The new findings were scheduled to be presented Thursday at the annual San Antonio Breast Cancer Symposium and published simultaneously in The Lancet.
According to study author Jack Cuzick, the study "was designed to investigate whether five years of anastrozole can safely and effectively prevent breast cancer in postmenopausal women who are at high risk for the disease."
In 2013, the research team "reported that in the first seven years of follow-up, anastrozole significantly reduced breast cancer incidence compared to placebo, and that it did so with very few side effects," Cuzick stated in a symposium news release.
"Our new data show that after a median of 10.9 years of follow-up, there continues to be a significant reduction in breast cancer incidence," Cuzick said in a statement. He directs the Wolfson Institute of Preventive Medicine, leads the Centre for Cancer Prevention, and is the John Snow Professor of Epidemiology at Queen Mary University of London.
Hair straighteners and dyes are linked to an increased risk of breast cancer.
"It is exciting to see that anastrozole has a continued impact on breast cancer incidence even after stopping treatment, as this strengthens the case for its use as a breast cancer prevention therapy," she said.
"Another way to consider the data is that it translates into anestimated 29 women needing to be treated with anastrozole for five years to prevent one breast cancer during treatment and in the next five years," he said.
"This is far fewer women than the estimated 49 women that need to be treated with tamoxifen for five years to prevent one breast cancer in the same time period," he went on to say.

Cuzick observed that anastrozole has preventive benefits for oestrogen receptor-positive breast cancer and ductal carcinoma in situ, but not for oestrogen receptor-negative breast cancer.
Anastrozole targets the oestrogen pathway.
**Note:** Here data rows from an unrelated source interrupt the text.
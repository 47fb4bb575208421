//! Conversation Endpoints
//!
//! Browse the persisted per-round dialogue of past and running generations.

use axum::extract::{Path, State};
use axum::Json;

use super::{ApiResult, AppState};
use crate::utils::error::AppError;

/// GET /api/conversations/tasks — all registered runs, most recent first.
pub async fn list_tasks(State(state): State<AppState>) -> ApiResult<Json<serde_json::Value>> {
    let tasks = state.store.list_tasks().await?;
    Ok(Json(serde_json::json!({
        "success": true,
        "data": tasks,
    })))
}

/// GET /api/conversations/tasks/{id}
pub async fn task_detail(
    State(state): State<AppState>,
    Path(id): Path<String>,
) -> ApiResult<Json<serde_json::Value>> {
    let task = state
        .store
        .task(id)
        .await?
        .ok_or_else(|| AppError::not_found("任务不存在"))?;
    Ok(Json(serde_json::json!({
        "success": true,
        "data": task,
    })))
}

/// GET /api/conversations/tasks/{id}/rounds — distinct ascending indices.
pub async fn task_rounds(
    State(state): State<AppState>,
    Path(id): Path<String>,
) -> ApiResult<Json<serde_json::Value>> {
    if state.store.task(id.clone()).await?.is_none() {
        return Err(AppError::not_found("任务不存在").into());
    }
    let rounds = state.store.rounds_for(id).await?;
    Ok(Json(serde_json::json!({
        "success": true,
        "data": rounds,
    })))
}

/// GET /api/conversations/tasks/{id}/rounds/{round}
pub async fn round_detail(
    State(state): State<AppState>,
    Path((id, round)): Path<(String, u32)>,
) -> ApiResult<Json<serde_json::Value>> {
    let view = state.store.round_view(id, round).await?;
    if view.is_empty() {
        return Err(AppError::not_found("该轮次不存在").into());
    }
    Ok(Json(serde_json::json!({
        "success": true,
        "data": view,
    })))
}

/// GET /api/conversations/health — store liveness probe.
pub async fn health_check(State(state): State<AppState>) -> Json<serde_json::Value> {
    let healthy = state.store.is_healthy();
    Json(serde_json::json!({
        "success": healthy,
        "status": if healthy { "ok" } else { "unavailable" },
    }))
}
//! LLM Provider Trait
//!
//! Defines the common interface the gateway drives. The production
//! implementation targets the Anthropic Messages API; tests inject mocks.

use async_trait::async_trait;

use super::types::{LlmError, LlmResult};

/// Trait implemented by remote model adapters.
#[async_trait]
pub trait LlmProvider: Send + Sync {
    /// Provider name for identification in logs.
    fn name(&self) -> &'static str;

    /// The model this provider is configured for.
    fn model(&self) -> &str;

    /// Send one prompt and return the model's complete text response.
    async fn complete(&self, prompt: &str) -> LlmResult<String>;
}

/// Error for a provider whose API key was never configured.
pub fn missing_api_key_error(provider: &str) -> LlmError {
    LlmError::AuthenticationFailed {
        message: format!("API key not configured for {}", provider),
    }
}

#[cfg(test)]
mod tests {
    use super::*;

    #[test]
    fn test_missing_api_key_error() {
        let err = missing_api_key_error("anthropic");
        match err {
            LlmError::AuthenticationFailed { message } => {
                assert!(message.contains("anthropic"));
            }
            _ => panic!("Expected AuthenticationFailed"),
        }
    }
}
//! Template Endpoints
//!
//! Listing of the document templates a run can be labeled with.

use axum::extract::State;
use axum::Json;

use super::AppState;

/// GET /api/templates/
pub async fn list_templates(State(state): State<AppState>) -> Json<serde_json::Value> {
    let templates = state.templates.list();
    let stats = state.templates.stats();
    Json(serde_json::json!({
        "ok": true,
        "templates": templates,
        "default_template_id": state.templates.default_template_id(),
        "stats": stats,
    }))
}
Astrazeneca funded the study, and Cuzick, the study's co-chair, consults for Myriad Genetics.Police described the new findings as "exciting and important."
"Even after stopping the drug, the protection continued for atleast five more years for most types of breast cancer," she said. "I now have an even better answer for the question 'What else can I do?'"
Dr. Lauren Cassell is the chief of breast surgery at Lenox Hill Hospital in New York City. After reviewing the findings, she agreed that the data was "extremely exciting news" for patients.

"We have known that tamoxifen can decrease a woman's risk of developing breast cancer, which actually persists longer than the five years that it was taken," Cassell said. However, "we did not have the same data for anastrozole."According to Cassell, both tamoxifen and anastrozole have advantages and disadvantages.
"Anastrozole does not carry an increased risk for uterine cancer or blood clots, which we find with tamoxifen," she went on to explain, "but many patients complain of significant joint pains [with anastrozole], which causes them to discontinue the medication."
So far, it is unclear whether anastrozole reduces the risk of breast cancer death, so the researchers intend to continue following the study participants to answer that question.